My decision to keep the Comics class out of the rest of my Coursera options isn’t just about the pop culture/high culture divide. It’s also a class where I have a very particular learning goal in mind. I’ve read comics and graphic novels intermittently throughout my life, but I am very aware of the ways that my reading has always been focused more on language, plot, and characterization — the things I’m good at and was trained for in grad school. This approach has always given immense short shrift to the visual content of comix.*
So by taking this class, and by choosing this particular class as the one to stay with, I’m hoping very precisely to strengthen my understanding of the visual elements of comix, and how to read them as visual documents.
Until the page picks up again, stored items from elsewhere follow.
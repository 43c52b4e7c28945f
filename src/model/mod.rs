mod chart_model;
mod invalidate_mask;
mod label_cache;
mod pane;
mod price_scale;
mod price_tick_marks;
mod tick_marks;
mod time_scale;

pub use chart_model::ChartModel;
pub use invalidate_mask::{
    InvalidateMask, InvalidationLevel, PaneInvalidation, SCROLL_ANIMATION_DURATION_MS,
    ScrollAnimation, TimeScaleAnimation, TimeScaleInvalidation, TimeScaleInvalidationType,
};
pub use label_cache::TimeLabelCacheStats;
pub use pane::{MIN_PANE_HEIGHT, Pane, distribute_pane_heights};
pub use price_scale::{
    AutoScaleInfo, AutoScaleMargins, AutoScaleSource, PriceRange, PriceScale, PriceScaleId,
    PriceScaleMargins, PriceScaleMode, PriceScaleOptions, PriceScaleState, PriceScaleStateChange,
};
pub use price_tick_marks::{PriceTickMark, price_tick_span, tick_mark_height};
pub use tick_marks::{TickMark, TickMarks};
pub use time_scale::{
    LogicalRange, StrictRange, TickMarkFormatterFn, TimeAxisMark, TimeScale, TimeScaleOptions,
};
use crate::model::{PriceTickMark, TimeAxisMark};
use crate::render::{
    CanvasLayerKind, LinePrimitive, PriceAxisSide, RectPrimitive, RenderFrame, Renderer,
    SurfaceId, TextHAlign, TextPrimitive, bitmap_line_width, crisp_position,
};

use super::ChartEngine;
use super::layout_coordinator::{
    PRICE_AXIS_BORDER, PRICE_AXIS_TICK_LENGTH, price_axis_label_padding,
};

const TIME_AXIS_TICK_LENGTH: f64 = 5.0;
const AXIS_LINE_ALPHA: f64 = 0.35;

impl<R: Renderer> ChartEngine<R> {
    /// Price labels of one pane's left or right scale.
    pub(super) fn price_axis_frame(
        &self,
        pane_index: usize,
        side: PriceAxisSide,
        marks: &[PriceTickMark],
    ) -> Option<RenderFrame> {
        let target = self
            .core
            .presentation
            .bindings
            .get(&SurfaceId::PriceAxis {
                pane: pane_index,
                side,
            })?
            .rendering_target()?;
        let layout = self.core.options.layout;
        let line_color = layout.text_color.with_alpha(AXIS_LINE_ALPHA);
        let media_width = target.media_size.width;
        let bitmap_width = f64::from(target.bitmap_size.width);
        let bitmap_height = f64::from(target.bitmap_size.height);
        let hr = target.horizontal_pixel_ratio;
        let vr = target.vertical_pixel_ratio;
        let mut frame = RenderFrame::new(target);

        frame.layer_mut(CanvasLayerKind::Background).push_rect(RectPrimitive::new(
            0.0,
            0.0,
            bitmap_width,
            bitmap_height,
            layout.background,
        ));

        let border_width = bitmap_line_width(PRICE_AXIS_BORDER, hr);
        // The border and ticks sit on the edge facing the pane.
        let (border_x, tick_from, tick_to) = match side {
            PriceAxisSide::Left => (
                media_width - PRICE_AXIS_BORDER,
                media_width - PRICE_AXIS_BORDER - PRICE_AXIS_TICK_LENGTH,
                media_width - PRICE_AXIS_BORDER,
            ),
            PriceAxisSide::Right => (
                0.0,
                PRICE_AXIS_BORDER,
                PRICE_AXIS_BORDER + PRICE_AXIS_TICK_LENGTH,
            ),
        };
        let grid = frame.layer_mut(CanvasLayerKind::Grid);
        let x = crisp_position(border_x, hr, border_width);
        grid.push_line(LinePrimitive::new(
            x,
            0.0,
            x,
            bitmap_height,
            border_width,
            line_color,
        ));
        let tick_width = bitmap_line_width(1.0, vr);
        for mark in marks {
            let y = crisp_position(mark.coordinate, vr, tick_width);
            grid.push_line(LinePrimitive::new(
                tick_from * hr,
                y,
                tick_to * hr,
                y,
                tick_width,
                line_color,
            ));
        }

        let padding = price_axis_label_padding(layout.font_size);
        let (label_x, align) = match side {
            PriceAxisSide::Left => (tick_from - padding, TextHAlign::Right),
            PriceAxisSide::Right => (tick_to + padding, TextHAlign::Left),
        };
        let labels = frame.layer_mut(CanvasLayerKind::Overlay);
        for mark in marks.iter().filter(|mark| !mark.label.is_empty()) {
            labels.push_text(TextPrimitive::new(
                mark.label.clone(),
                label_x,
                mark.coordinate,
                layout.font_size,
                layout.text_color,
                align,
            ));
        }
        Some(frame)
    }

    /// Time labels under the panes.
    pub(super) fn time_axis_frame(&self, marks: &[TimeAxisMark]) -> Option<RenderFrame> {
        let target = self
            .core
            .presentation
            .bindings
            .get(&SurfaceId::TimeAxis)?
            .rendering_target()?;
        let layout = self.core.options.layout;
        let line_color = layout.text_color.with_alpha(AXIS_LINE_ALPHA);
        let bitmap_width = f64::from(target.bitmap_size.width);
        let bitmap_height = f64::from(target.bitmap_size.height);
        let hr = target.horizontal_pixel_ratio;
        let vr = target.vertical_pixel_ratio;
        let label_y = TIME_AXIS_TICK_LENGTH + (target.media_size.height - TIME_AXIS_TICK_LENGTH) / 2.0;
        let mut frame = RenderFrame::new(target);

        frame.layer_mut(CanvasLayerKind::Background).push_rect(RectPrimitive::new(
            0.0,
            0.0,
            bitmap_width,
            bitmap_height,
            layout.background,
        ));

        let grid = frame.layer_mut(CanvasLayerKind::Grid);
        let border_width = bitmap_line_width(1.0, vr);
        let y = crisp_position(0.0, vr, border_width);
        grid.push_line(LinePrimitive::new(
            0.0,
            y,
            bitmap_width,
            y,
            border_width,
            line_color,
        ));
        let tick_width = bitmap_line_width(1.0, hr);
        for mark in marks {
            let x = crisp_position(mark.coordinate, hr, tick_width);
            grid.push_line(LinePrimitive::new(
                x,
                0.0,
                x,
                TIME_AXIS_TICK_LENGTH * vr,
                tick_width,
                line_color,
            ));
        }

        let labels = frame.layer_mut(CanvasLayerKind::Overlay);
        for mark in marks.iter().filter(|mark| !mark.label.is_empty()) {
            labels.push_text(TextPrimitive::new(
                mark.label.clone(),
                mark.coordinate,
                label_y,
                layout.font_size,
                layout.text_color,
                TextHAlign::Center,
            ));
        }
        Some(frame)
    }
}
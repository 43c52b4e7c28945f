use serde::{Deserialize, Serialize};

use crate::core::Viewport;
use crate::error::{ChartError, ChartResult};
use crate::interaction::{CrosshairOptions, GestureOptions};
use crate::model::{PriceScaleOptions, TimeScaleOptions};
use crate::render::Color;

#[derive(Debug, Clone, Copy, PartialEq, Serialize, Deserialize)]
#[serde(default)]
pub struct LayoutOptions {
    pub background: Color,
    pub text_color: Color,
    /// Axis label font size in media pixels.
    pub font_size: f64,
}

impl Default for LayoutOptions {
    fn default() -> Self {
        Self {
            background: Color::rgb(1.0, 1.0, 1.0),
            text_color: Color::rgb(0.1, 0.1, 0.1),
            font_size: 12.0,
        }
    }
}

#[derive(Debug, Clone, Copy, PartialEq, Serialize, Deserialize)]
#[serde(default)]
pub struct GridLineOptions {
    pub visible: bool,
    pub color: Color,
}

impl Default for GridLineOptions {
    fn default() -> Self {
        Self {
            visible: true,
            color: Color::rgb(0.85, 0.88, 0.92),
        }
    }
}

#[derive(Debug, Clone, Copy, PartialEq, Default, Serialize, Deserialize)]
#[serde(default)]
pub struct GridOptions {
    pub vert_lines: GridLineOptions,
    pub horz_lines: GridLineOptions,
}

/// Which gestures may scroll the chart.
#[derive(Debug, Clone, Copy, PartialEq, Eq, Serialize, Deserialize)]
#[serde(default)]
pub struct HandleScrollOptions {
    pub mouse_wheel: bool,
    pub pressed_mouse_move: bool,
    pub horz_touch_drag: bool,
    pub vert_touch_drag: bool,
}

impl Default for HandleScrollOptions {
    fn default() -> Self {
        Self {
            mouse_wheel: true,
            pressed_mouse_move: true,
            horz_touch_drag: true,
            vert_touch_drag: true,
        }
    }
}

#[derive(Debug, Clone, Copy, PartialEq, Eq, Serialize, Deserialize)]
#[serde(default)]
pub struct AxisInteractionOptions {
    pub time: bool,
    pub price: bool,
}

impl Default for AxisInteractionOptions {
    fn default() -> Self {
        Self {
            time: true,
            price: true,
        }
    }
}

/// Which gestures may scale the chart.
#[derive(Debug, Clone, Copy, PartialEq, Eq, Serialize, Deserialize)]
#[serde(default)]
pub struct HandleScaleOptions {
    pub mouse_wheel: bool,
    pub pinch: bool,
    pub axis_pressed_mouse_move: AxisInteractionOptions,
    pub axis_double_click_reset: AxisInteractionOptions,
}

impl Default for HandleScaleOptions {
    fn default() -> Self {
        Self {
            mouse_wheel: true,
            pinch: true,
            axis_pressed_mouse_move: AxisInteractionOptions::default(),
            axis_double_click_reset: AxisInteractionOptions::default(),
        }
    }
}

#[derive(Debug, Clone, Copy, PartialEq, Eq, Serialize, Deserialize)]
#[serde(default)]
pub struct KineticScrollOptions {
    pub mouse: bool,
    pub touch: bool,
}

impl Default for KineticScrollOptions {
    fn default() -> Self {
        Self {
            mouse: false,
            touch: true,
        }
    }
}

/// Chart-wide options. Every field has a default, so JSON input may be partial.
#[derive(Debug, Clone, PartialEq, Serialize, Deserialize)]
#[serde(default)]
pub struct ChartOptions {
    pub viewport: Viewport,
    /// Size follows `on_container_resized` instead of `viewport`.
    pub auto_size: bool,
    pub device_pixel_ratio: f64,
    pub layout: LayoutOptions,
    pub time_scale: TimeScaleOptions,
    pub left_price_scale: PriceScaleOptions,
    pub right_price_scale: PriceScaleOptions,
    pub crosshair: CrosshairOptions,
    pub grid: GridOptions,
    pub handle_scroll: HandleScrollOptions,
    pub handle_scale: HandleScaleOptions,
    pub kinetic_scroll: KineticScrollOptions,
    pub gestures: GestureOptions,
}

impl Default for ChartOptions {
    fn default() -> Self {
        Self {
            viewport: Viewport::new(800, 600),
            auto_size: false,
            device_pixel_ratio: 1.0,
            layout: LayoutOptions::default(),
            time_scale: TimeScaleOptions::default(),
            left_price_scale: PriceScaleOptions {
                visible: false,
                ..PriceScaleOptions::default()
            },
            right_price_scale: PriceScaleOptions::default(),
            crosshair: CrosshairOptions::default(),
            grid: GridOptions::default(),
            handle_scroll: HandleScrollOptions::default(),
            handle_scale: HandleScaleOptions::default(),
            kinetic_scroll: KineticScrollOptions::default(),
            gestures: GestureOptions::default(),
        }
    }
}

impl ChartOptions {
    #[must_use]
    pub fn with_viewport(mut self, viewport: Viewport) -> Self {
        self.viewport = viewport;
        self
    }

    /// Parses options from JSON; missing fields take their defaults.
    pub fn from_json_str(input: &str) -> ChartResult<Self> {
        let options: Self = serde_json::from_str(input)?;
        options.validate()?;
        Ok(options)
    }

    pub fn to_json_pretty(&self) -> ChartResult<String> {
        Ok(serde_json::to_string_pretty(self)?)
    }

    /// Returns a copy of `self` with the fields present in `patch` replaced.
    /// Nested objects merge field by field.
    pub fn merged_with_json(&self, patch: &str) -> ChartResult<Self> {
        let mut current = serde_json::to_value(self)?;
        let patch: serde_json::Value = serde_json::from_str(patch)?;
        merge_json(&mut current, patch);
        let merged: Self = serde_json::from_value(current)?;
        merged.validate()?;
        Ok(merged)
    }

    pub fn validate(&self) -> ChartResult<()> {
        if !self.auto_size && !self.viewport.is_valid() {
            return Err(ChartError::InvalidViewport {
                width: self.viewport.width,
                height: self.viewport.height,
            });
        }
        if !self.device_pixel_ratio.is_finite() || self.device_pixel_ratio <= 0.0 {
            return Err(ChartError::InvalidData(
                "device pixel ratio must be finite and > 0".to_owned(),
            ));
        }
        if !self.layout.font_size.is_finite() || self.layout.font_size <= 0.0 {
            return Err(ChartError::InvalidData(
                "layout font size must be finite and > 0".to_owned(),
            ));
        }
        self.left_price_scale.scale_margins.validate()?;
        self.right_price_scale.scale_margins.validate()?;
        Ok(())
    }
}

fn merge_json(target: &mut serde_json::Value, patch: serde_json::Value) {
    match (target, patch) {
        (serde_json::Value::Object(target), serde_json::Value::Object(patch)) => {
            for (key, value) in patch {
                match target.get_mut(&key) {
                    Some(existing) => merge_json(existing, value),
                    None => {
                        target.insert(key, value);
                    }
                }
            }
        }
        (target, patch) => *target = patch,
    }
}

#[cfg(test)]
mod tests {
    use super::ChartOptions;
    use crate::error::ChartError;
    use crate::interaction::CrosshairMode;

    #[test]
    fn partial_json_keeps_defaults() {
        let options = ChartOptions::from_json_str(
            r#"{"viewport":{"width":640,"height":480},"kinetic_scroll":{"mouse":true}}"#,
        )
        .expect("options");
        assert_eq!(options.viewport.width, 640);
        assert!(options.kinetic_scroll.mouse);
        assert!(options.kinetic_scroll.touch);
        assert!(options.handle_scale.pinch);
        assert!(!options.left_price_scale.visible);
    }

    #[test]
    fn merge_replaces_only_present_fields() {
        let base = ChartOptions::default();
        let merged = base
            .merged_with_json(r#"{"crosshair":{"mode":"Magnet"},"layout":{"font_size":14}}"#)
            .expect("merge");
        assert_eq!(merged.crosshair.mode, CrosshairMode::Magnet);
        assert!(merged.crosshair.vert_line.visible);
        assert!((merged.layout.font_size - 14.0).abs() <= f64::EPSILON);
        assert_eq!(merged.viewport, base.viewport);
    }

    #[test]
    fn malformed_json_is_invalid_options() {
        let err = ChartOptions::from_json_str("{ not json").expect_err("must fail");
        assert!(matches!(err, ChartError::InvalidOptions(_)));
    }

    #[test]
    fn rejects_bad_margins_and_font() {
        let err = ChartOptions::from_json_str(
            r#"{"right_price_scale":{"scale_margins":{"top":0.7,"bottom":0.6}}}"#,
        )
        .expect_err("margins");
        assert!(matches!(err, ChartError::InvalidScaleMargins { .. }));

        let err = ChartOptions::from_json_str(r#"{"layout":{"font_size":0}}"#).expect_err("font");
        assert!(matches!(err, ChartError::InvalidData(_)));
    }

    #[test]
    fn json_round_trip_is_stable() {
        let options = ChartOptions::default();
        let json = options.to_json_pretty().expect("json");
        let parsed = ChartOptions::from_json_str(&json).expect("parse");
        assert_eq!(parsed, options);
    }
}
Now, there’s no stakes, really, if you take a MOOC course and do it only halfway — watch only part of the lectures, or watch all the lectures while skipping the assignments. But I’m enough a believer in active learning that I usually try to do all the lectures and “homework” in the MOOC courses I take. This is part of why I try to be thoughtful about not overloading my schedule.
What I hadn’t counted on with this class is one of the main homework assignments: drawing your own mini-comic book!
This connection may not be an inevitable one, but I can certainly say that in my case, my lack of facility with visual analysis is pretty closely tied to my absolute lack of talent as a visual artist. And I don’t think this is a case of perfectionism or false modesty. I just don’t have this sort of talent. I can’t draw, I can’t paint, I can’t sculpt. None of it.
So needless to say, I’m just a little bit freaked out about this assignment.
In his set-up to the assignment, the professor reassures us all that everyone is insecure about our drawing skills, so we shouldn’t let that stop us from trying. And I get that. I can even imagine — at least in an abstract, hypothetical way — fulfilling this assignment by embracing the power of the stick figure, as I’ve seen in xkcd (or, out in the blogosphere, in some of Tempest Rose’s posts).
But even beyond that technical question, I have no idea of what story to tell in such a compact format. This mini-comic is supposed to be only four pages long, and four pages of comic isn’t very many words. And I have proved again and again here on JALC how readily I can be verbose — and how very verbose I can be.
Because this class is so very no-stakes, I’m aware there’s always that backdoor out if I need it. Ultimately, if creating a mini-comic becomes something I really, truly can’t do, I don’t have to do it.
Considering my usual patterns of perfectionism, and the use-value of getting more practice with trying new things (even things that turns out as less-than-successful or even as downright failures), I’m at least going to make the “good old college try” at thinking through a small story that can be told with stick-figure visuals. This assignment isn’t due for another month or so — that gives me some time to work it out.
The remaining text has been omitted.